Quand Anna lui parlait ainsi, le regardant de ses grands yeux bleus, humectés de larmes, Adrien voyait en elle une belle et sainte femme. Il lui baisait les mains, appuyait sa joue brûlante contre son bras et se considérait comme le plus heureux des hommes :

— Promettez-moi de me garder toujours près de vous, même si un jour nous manquons de pain. J’irai voler pour vous !

Elle riait, de tout son beau visage, et l’écartait doucement.

Il était près de minuit, et Adrien continuait à rôder dans les deux cours de la maison. Les joueurs ne semblaient guère penser à mettre fin à leurs parties. On buvait et on jouait toujours plus fort. Les fenêtres étaient ouvertes, à cause de la chaleur et pour laisser sortir la fumée des cigares. Adrien observait, de son coin noir, les figures et les gestes de ces notabilités du commerce et de l’administration, écoutait tout ce qu’ils disaient et s’efforçait d’approfondir leur existence, de la comprendre, de critiquer avec justesse.
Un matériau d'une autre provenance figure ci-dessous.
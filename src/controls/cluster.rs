//! Cluster control

use super::{ControlInfo, Profile, absent, field, fixed, kinds, present, setting};
use crate::inputs::ClusterInputs;
use conformance::resolver::Scope;
use conformance::{
    AttributeRule, Control, Expected, Predicate, Resolution, Result, RuleTable, Target,
};
use serde_json::{Value, json};
use std::collections::BTreeMap;

pub const INFO: ControlInfo = ControlInfo {
    id: "cluster",
    title: "Ensure private GKE cluster meets expectations",
    impact: 1.0,
    profile: Profile::Cluster,
};

const UNSPECIFIED: &str = "UNSPECIFIED";

/// Build the cluster control
pub fn control(inputs: &ClusterInputs) -> Control {
    log::debug!(
        "Cluster '{}' in {} ({})",
        inputs.name,
        inputs.location,
        inputs.project_id
    );
    let authorized_cidr = inputs
        .master_authorized_networks
        .get(0)
        .map_or(Value::Null, |network| field(network, "cidr_block"));

    let settings: BTreeMap<String, Value> = [
        ("expected_name", json!(inputs.expected_name)),
        ("kms", field(&inputs.options, "kms")),
        ("master_cidr", field(&inputs.subnet, "master_cidr")),
        ("subnetwork", json!(inputs.subnetwork())),
        ("labels", json!(inputs.cluster_labels())),
        ("max_pods_per_node", field(&inputs.options, "max_pods_per_node")),
        ("pods_range_name", field(&inputs.subnet, "pods_range_name")),
        (
            "services_range_name",
            field(&inputs.subnet, "services_range_name"),
        ),
        ("authorized_cidr", authorized_cidr),
        ("release_channel", field(&inputs.options, "release_channel")),
        ("version", field(&inputs.options, "version")),
        ("location", json!(inputs.region())),
        ("workload_pool", json!(inputs.workload_pool())),
    ]
    .into_iter()
    .map(|(k, v)| (k.to_string(), v))
    .collect();

    Control::new(
        INFO.id,
        INFO.title,
        INFO.impact,
        Target::Entities {
            kind: kinds::CLUSTER.to_string(),
            names: vec![inputs.name.clone()],
        },
        rules(),
    )
    .with_settings(settings)
}

/// Attribute rules for a cluster
pub fn rules() -> RuleTable {
    let autopilot = Predicate::Enabled("autopilot");
    let private_endpoint = Predicate::Enabled("private_endpoint");
    let unspecified_channel = Predicate::Choice("release_channel", UNSPECIFIED);

    RuleTable::new(kinds::CLUSTER)
        .rule(setting("name", "expected_name"))
        .rule(
            AttributeRule::new("initial_node_count")
                .when(autopilot.clone(), Resolution::Absent)
                .otherwise(Resolution::fixed(1)),
        )
        .rule(absent("master_auth.username"))
        .rule(absent("master_auth.password"))
        .rule(absent(
            "master_auth.client_certificate_config.issue_client_certificate",
        ))
        .rule(absent("master_auth.client_certificate"))
        .rule(absent("master_auth.client_key"))
        .rule(fixed("logging_service", "logging.googleapis.com/kubernetes"))
        .rule(fixed("monitoring_service", "monitoring.googleapis.com/kubernetes"))
        .rule(
            AttributeRule::new("database_encryption.state")
                .when(Predicate::Enabled("kms"), Resolution::fixed("ENCRYPTED"))
                .otherwise(Resolution::fixed("DECRYPTED")),
        )
        .rule(setting("database_encryption.key_name", "kms"))
        .rule(fixed("private_cluster_config.enable_private_nodes", true))
        .rule(
            AttributeRule::new("private_cluster_config.enable_private_endpoint")
                .when(private_endpoint.clone(), Resolution::fixed(true))
                .otherwise(Resolution::Absent),
        )
        .rule(setting(
            "private_cluster_config.master_ipv4_cidr_block",
            "master_cidr",
        ))
        .rule(present("private_cluster_config.private_endpoint"))
        .rule(
            AttributeRule::new("enable_tpu")
                .when(Predicate::Enabled("tpu"), Resolution::fixed(true)),
        )
        .rule(
            AttributeRule::new("addons_config.http_load_balancing.disabled")
                .when(
                    Predicate::any_enabled(&["autopilot", "l7_lb"]),
                    Resolution::Absent,
                )
                .otherwise(Resolution::fixed(true)),
        )
        .rule(
            AttributeRule::new("addons_config.horizontal_pod_autoscaling.disabled")
                .when(
                    Predicate::any_enabled(&["autopilot", "hpa"]),
                    Resolution::Absent,
                )
                .otherwise(Resolution::fixed(true)),
        )
        .rule(fixed("addons_config.kubernetes_dashboard.disabled", true))
        .rule(fixed("addons_config.network_policy_config.disabled", true))
        .rule(
            AttributeRule::new("addons_config.gce_persistent_disk_csi_driver_config.enabled")
                .when(
                    Predicate::any_enabled(&["autopilot", "csi_gce_pd"]),
                    Resolution::fixed(true),
                ),
        )
        .rule(setting("subnetwork", "subnetwork"))
        .rule(setting("resource_labels", "labels"))
        .rule(absent("legacy_abac.enabled"))
        .rule(absent("network_policy.enabled"))
        .rule(
            AttributeRule::new("default_max_pods_constraint.max_pods_per_node")
                .when(autopilot.clone(), Resolution::fixed(110))
                .otherwise(Resolution::setting("max_pods_per_node")),
        )
        .rule(fixed("ip_allocation_policy.use_ip_aliases", true))
        .rule(absent("ip_allocation_policy.create_subnetwork"))
        .rule(absent("ip_allocation_policy.subnetwork_name"))
        .rule(setting(
            "ip_allocation_policy.cluster_secondary_range_name",
            "pods_range_name",
        ))
        .rule(setting(
            "ip_allocation_policy.services_secondary_range_name",
            "services_range_name",
        ))
        .rule(present("ip_allocation_policy.cluster_ipv4_cidr_block"))
        .rule(absent("ip_allocation_policy.node_ipv4_cidr_block"))
        .rule(present("ip_allocation_policy.services_ipv4_cidr_block"))
        .rule(absent("ip_allocation_policy.tpu_ipv4_cidr_block"))
        .rule(AttributeRule::always(
            "status",
            Resolution::Fixed(Expected::OneOf(vec![json!("RUNNING"), json!("RECONCILING")])),
        ))
        .rule(
            AttributeRule::new("master_authorized_networks_config.enabled")
                .when(private_endpoint.clone(), Resolution::fixed(true))
                .otherwise(Resolution::Unchecked),
        )
        .rule(
            AttributeRule::new("master_authorized_networks_config.cidr_blocks")
                .when(private_endpoint.clone(), Resolution::Fixed(Expected::Len(1)))
                .otherwise(Resolution::Unchecked),
        )
        .rule(
            AttributeRule::new("master_authorized_networks_config.cidr_blocks.0.cidr_block")
                .when(private_endpoint, Resolution::setting("authorized_cidr"))
                .otherwise(Resolution::Unchecked),
        )
        .rule(
            AttributeRule::new("binary_authorization.enabled")
                .when(
                    Predicate::Enabled("binary_authorization"),
                    Resolution::fixed(true),
                ),
        )
        .rule(
            AttributeRule::new("release_channel.channel")
                .when(unspecified_channel.clone(), Resolution::Absent)
                .otherwise(Resolution::setting("release_channel")),
        )
        .rule(
            AttributeRule::new("initial_cluster_version")
                .when(unspecified_channel, Resolution::Derive(version_prefix))
                .otherwise(Resolution::Unchecked),
        )
        .rule(
            AttributeRule::new("enable_kubernetes_alpha")
                .when(autopilot.clone(), Resolution::Absent)
                .when(Predicate::Enabled("alpha"), Resolution::fixed(true)),
        )
        .rule(setting("location", "location"))
        .rule(
            AttributeRule::new("autopilot.enabled")
                .when(autopilot, Resolution::fixed(true)),
        )
        .rule(setting("workload_identity_config.workload_pool", "workload_pool"))
        .rule(fixed("shielded_nodes.enabled", true))
}

/// Pinned version must start with the declared prefix
fn version_prefix(scope: &Scope<'_>) -> Result<Expected> {
    Ok(match scope.setting_str("version") {
        Some(version) => Expected::version_prefix(version),
        None => Expected::Present,
    })
}

#[cfg(test)]
mod tests {
    use super::*;
    use crate::inputs::names;
    use crate::inputs::tests::{standard_declaration, standard_with};
    use conformance::{
        CallPolicy, ControlStatus, Declaration, MemoryProvider, Observer, Registry, Runner,
    };
    use std::sync::Arc;

    /// Observed cluster matching `standard_declaration`
    fn observed_standard() -> Value {
        json!({
            "name": "demo",
            "initial_node_count": 1,
            "master_auth": {"client_certificate_config": {}},
            "logging_service": "logging.googleapis.com/kubernetes",
            "monitoring_service": "monitoring.googleapis.com/kubernetes",
            "database_encryption": {"state": "DECRYPTED"},
            "private_cluster_config": {
                "enable_private_nodes": true,
                "enable_private_endpoint": true,
                "master_ipv4_cidr_block": "192.168.0.0/28",
                "private_endpoint": "192.168.0.2"
            },
            "addons_config": {
                "http_load_balancing": {},
                "horizontal_pod_autoscaling": {},
                "kubernetes_dashboard": {"disabled": true},
                "network_policy_config": {"disabled": true},
                "gce_persistent_disk_csi_driver_config": {}
            },
            "subnetwork": "demo-sb",
            "resource_labels": {
                "cluster_name": "demo",
                "terraform_module": "private-gke-cluster",
                "Team": "infra"
            },
            "default_max_pods_constraint": {"max_pods_per_node": "64"},
            "ip_allocation_policy": {
                "use_ip_aliases": true,
                "cluster_secondary_range_name": "pods",
                "services_secondary_range_name": "services",
                "cluster_ipv4_cidr_block": "10.100.0.0/16",
                "services_ipv4_cidr_block": "10.101.0.0/16"
            },
            "status": "RUNNING",
            "master_authorized_networks_config": {
                "enabled": true,
                "cidr_blocks": [{"cidr_block": "10.0.0.0/8", "display_name": "internal"}]
            },
            "binary_authorization": {},
            "release_channel": {"channel": "STABLE"},
            "initial_cluster_version": "1.27.3-gke.100",
            "location": "us-west1",
            "workload_identity_config": {"workload_pool": "my-project.svc.id.goog"},
            "shielded_nodes": {"enabled": true}
        })
    }

    fn run(declaration: &Declaration, observed: Value) -> conformance::ControlResult {
        let inputs = ClusterInputs::from_declaration(declaration).unwrap();
        let flags = inputs.flags();
        let mut registry = Registry::new();
        registry.register(control(&inputs)).unwrap();
        let provider = MemoryProvider::new().with(kinds::CLUSTER, observed);
        let observer = Observer::new(Arc::new(provider), CallPolicy::default());
        let report = Runner::new(declaration, &flags, observer)
            .run(&registry)
            .unwrap();
        report.control("cluster").unwrap().clone()
    }

    fn failed_paths(result: &conformance::ControlResult) -> Vec<String> {
        result.failures().map(|c| c.path.clone()).collect()
    }

    #[test]
    fn test_standard_cluster_conforms() {
        let mut observed = observed_standard();
        // numbers in the declaration match numbers in the API
        observed["default_max_pods_constraint"]["max_pods_per_node"] = json!(64);
        let result = run(&standard_declaration(), observed);
        assert_eq!(result.status, ControlStatus::Passed, "{:?}", failed_paths(&result));
    }

    #[test]
    fn test_type_mismatch_is_reported() {
        let result = run(&standard_declaration(), observed_standard());
        assert_eq!(
            failed_paths(&result),
            ["default_max_pods_constraint.max_pods_per_node"]
        );
    }

    #[test]
    fn test_unexpected_label_fails() {
        let mut observed = observed_standard();
        observed["default_max_pods_constraint"]["max_pods_per_node"] = json!(64);
        observed["resource_labels"]["extra"] = json!("x");
        let result = run(&standard_declaration(), observed);
        assert_eq!(failed_paths(&result), ["resource_labels"]);
    }

    #[test]
    fn test_unspecified_release_channel_checks_version_prefix() {
        let declaration = standard_with(
            names::OPTIONS,
            json!(r#"{"release_channel": "UNSPECIFIED", "version": "1.27.", "private_endpoint": true, "max_pods_per_node": 64}"#),
        );

        let mut observed = observed_standard();
        observed["default_max_pods_constraint"]["max_pods_per_node"] = json!(64);
        observed["release_channel"] = json!({});
        let result = run(&declaration, observed.clone());
        assert_eq!(result.status, ControlStatus::Passed, "{:?}", failed_paths(&result));

        observed["initial_cluster_version"] = json!("1.28.1-gke.200");
        let result = run(&declaration, observed);
        assert_eq!(failed_paths(&result), ["initial_cluster_version"]);
    }

    #[test]
    fn test_authorized_networks_unchecked_without_private_endpoint() {
        let inputs = ClusterInputs::from_declaration(&standard_declaration()).unwrap();
        let control = control(&inputs);
        let flags = conformance::FeatureFlags::new();
        let declaration = standard_declaration();
        let scope = Scope {
            declaration: &declaration,
            flags: &flags,
            settings: &control.settings,
            group_name: None,
            group: None,
            instance: "demo",
        };
        let expected = conformance::resolve(&control.rules, &scope).unwrap();
        assert!(expected.get("master_authorized_networks_config.enabled").is_none());
        assert_eq!(
            expected.get("private_cluster_config.enable_private_endpoint"),
            Some(&Expected::Absent)
        );
        assert_eq!(
            expected.get("addons_config.http_load_balancing.disabled"),
            Some(&Expected::from(true))
        );
    }

    #[test]
    fn test_autopilot_expectations() {
        let inputs = ClusterInputs::from_declaration(&standard_declaration()).unwrap();
        let control = control(&inputs);
        let flags = inputs.flags().with_bool("autopilot", true);
        let declaration = standard_declaration();
        let scope = Scope {
            declaration: &declaration,
            flags: &flags,
            settings: &control.settings,
            group_name: None,
            group: None,
            instance: "demo",
        };
        let expected = conformance::resolve(&control.rules, &scope).unwrap();
        assert_eq!(expected.get("initial_node_count"), Some(&Expected::Absent));
        assert_eq!(
            expected.get("default_max_pods_constraint.max_pods_per_node"),
            Some(&Expected::from(110))
        );
        assert_eq!(
            expected.get("addons_config.gce_persistent_disk_csi_driver_config.enabled"),
            Some(&Expected::from(true))
        );
        assert_eq!(
            expected.get("addons_config.horizontal_pod_autoscaling.disabled"),
            Some(&Expected::Absent)
        );
        assert_eq!(expected.get("autopilot.enabled"), Some(&Expected::from(true)));
    }
}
Il voulait confronter les résultats de ses constantes observations avec les sentences définitives des jugements socialistes qu’il avait entendues dans les réunions ouvrières de Bucarest. C’étaient des condamnations en bloc, basées sur un seul fait : ces hommes étaient des exploiteurs de la classe ouvrière ; il fallait les abattre et remplacer leur ordre bourgeois par l’ordre socialiste. Il avait compris cela, qui lui paraissait merveilleux. Il y souscrivait, malgré la passivité de Mikhaïl, car il s’agissait de supprimer la misère et les guerres, fléaux sociaux qu’il était prêt à combattre de toutes ses forces.

Adrien admettait qu’il était socialiste ; mais il était aussi un garçon qui n’acceptait pas les phrases toutes faites. Il avait la passion des vérités acquises par ses propres observations, il en résultait parfois une grande confusion dans ses raisonnements.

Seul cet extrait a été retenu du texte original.